> _RECORDS FOR THIS TASK_
# # #

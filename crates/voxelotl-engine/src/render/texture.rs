//! Sampled RGBA8 textures for a contract's fragment resource group.

use std::sync::Arc;

use anyhow::Result;
use glam::Vec2;
use voxelotl_layout::{ContractDesc, ResourceKind, Stage};

use crate::render::layout::create_bind_group_layout;
use crate::render::RenderCtx;

/// Texel format of every uploaded texture. Bytes are sRGB encoded.
pub const TEXTURE_FORMAT: wgpu::TextureFormat = wgpu::TextureFormat::Rgba8UnormSrgb;

/// An uploaded texture together with the bind group that samples it.
///
/// Clones share the upload; two handles name the same texture only when they
/// come from the same upload.
#[derive(Clone)]
pub struct SpriteTexture {
    inner: Arc<TextureInner>,
}

struct TextureInner {
    _texture: wgpu::Texture,
    bind_group: wgpu::BindGroup,
    width: u32,
    height: u32,
}

impl SpriteTexture {
    pub fn width(&self) -> u32 {
        self.inner.width
    }

    pub fn height(&self) -> u32 {
        self.inner.height
    }

    pub fn size(&self) -> Vec2 {
        Vec2::new(self.inner.width as f32, self.inner.height as f32)
    }

    pub fn same(&self, other: &SpriteTexture) -> bool {
        Arc::ptr_eq(&self.inner, &other.inner)
    }

    pub(crate) fn bind_group(&self) -> &wgpu::BindGroup {
        &self.inner.bind_group
    }
}

/// Bind group layout, sampler and the 1×1 white fallback for one contract's
/// texture stage.
pub(crate) struct TextureBinder {
    desc: &'static ContractDesc,
    layout: wgpu::BindGroupLayout,
    sampler: wgpu::Sampler,
    white: SpriteTexture,
}

impl TextureBinder {
    const STAGE: Stage = Stage::Fragment;

    pub(crate) fn new(ctx: &RenderCtx<'_>, desc: &'static ContractDesc) -> Result<Self> {
        anyhow::ensure!(
            !desc.resources(Self::STAGE).is_empty(),
            "{}: the fragment stage samples no textures",
            desc.variant
        );
        let layout = create_bind_group_layout(ctx.device, desc, Self::STAGE);
        let sampler = ctx.device.create_sampler(&wgpu::SamplerDescriptor {
            label: Some("voxelotl sprite sampler"),
            address_mode_u: wgpu::AddressMode::ClampToEdge,
            address_mode_v: wgpu::AddressMode::ClampToEdge,
            address_mode_w: wgpu::AddressMode::ClampToEdge,
            mag_filter: wgpu::FilterMode::Nearest,
            min_filter: wgpu::FilterMode::Nearest,
            mipmap_filter: wgpu::MipmapFilterMode::Nearest,
            ..Default::default()
        });
        let white = upload(ctx, desc, &layout, &sampler, 1, 1, &[0xFF; 4])?;
        Ok(Self { desc, layout, sampler, white })
    }

    /// Uploads tightly packed RGBA8 rows, top row first.
    pub(crate) fn upload(&self, ctx: &RenderCtx<'_>, width: u32, height: u32, rgba: &[u8]) -> Result<SpriteTexture> {
        upload(ctx, self.desc, &self.layout, &self.sampler, width, height, rgba)
    }

    pub(crate) fn white(&self) -> &SpriteTexture {
        &self.white
    }
}

fn upload(
    ctx: &RenderCtx<'_>,
    desc: &ContractDesc,
    layout: &wgpu::BindGroupLayout,
    sampler: &wgpu::Sampler,
    width: u32,
    height: u32,
    rgba: &[u8],
) -> Result<SpriteTexture> {
    anyhow::ensure!(width > 0 && height > 0, "texture is empty ({width}x{height})");
    let expected = width as usize * height as usize * 4;
    anyhow::ensure!(
        rgba.len() == expected,
        "{width}x{height} RGBA8 texture needs {expected} bytes, got {}",
        rgba.len()
    );

    let size = wgpu::Extent3d { width, height, depth_or_array_layers: 1 };
    let texture = ctx.device.create_texture(&wgpu::TextureDescriptor {
        label: Some("voxelotl sprite texture"),
        size,
        mip_level_count: 1,
        sample_count: 1,
        dimension: wgpu::TextureDimension::D2,
        format: TEXTURE_FORMAT,
        usage: wgpu::TextureUsages::TEXTURE_BINDING | wgpu::TextureUsages::COPY_DST,
        view_formats: &[],
    });
    ctx.queue.write_texture(
        wgpu::TexelCopyTextureInfo {
            texture: &texture,
            mip_level: 0,
            origin: wgpu::Origin3d::ZERO,
            aspect: wgpu::TextureAspect::All,
        },
        rgba,
        wgpu::TexelCopyBufferLayout {
            offset: 0,
            bytes_per_row: Some(width * 4),
            rows_per_image: Some(height),
        },
        size,
    );
    let view = texture.create_view(&wgpu::TextureViewDescriptor::default());

    let entries: Vec<wgpu::BindGroupEntry<'_>> = desc
        .resources(Stage::Fragment)
        .iter()
        .map(|resource| wgpu::BindGroupEntry {
            binding: resource.index,
            resource: match resource.kind {
                ResourceKind::Texture2D => wgpu::BindingResource::TextureView(&view),
                ResourceKind::Sampler => wgpu::BindingResource::Sampler(sampler),
            },
        })
        .collect();
    let bind_group = ctx.device.create_bind_group(&wgpu::BindGroupDescriptor {
        label: Some("voxelotl sprite texture bind group"),
        layout,
        entries: &entries,
    });

    Ok(SpriteTexture {
        inner: Arc::new(TextureInner { _texture: texture, bind_group, width, height }),
    })
}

# # #

> _TASK DETAILS_
Extract every line above containing the word "TextureBinder".

> _SOLUTION TO THIS PROBLEM_
pub(crate) struct TextureBinder {
impl TextureBinder {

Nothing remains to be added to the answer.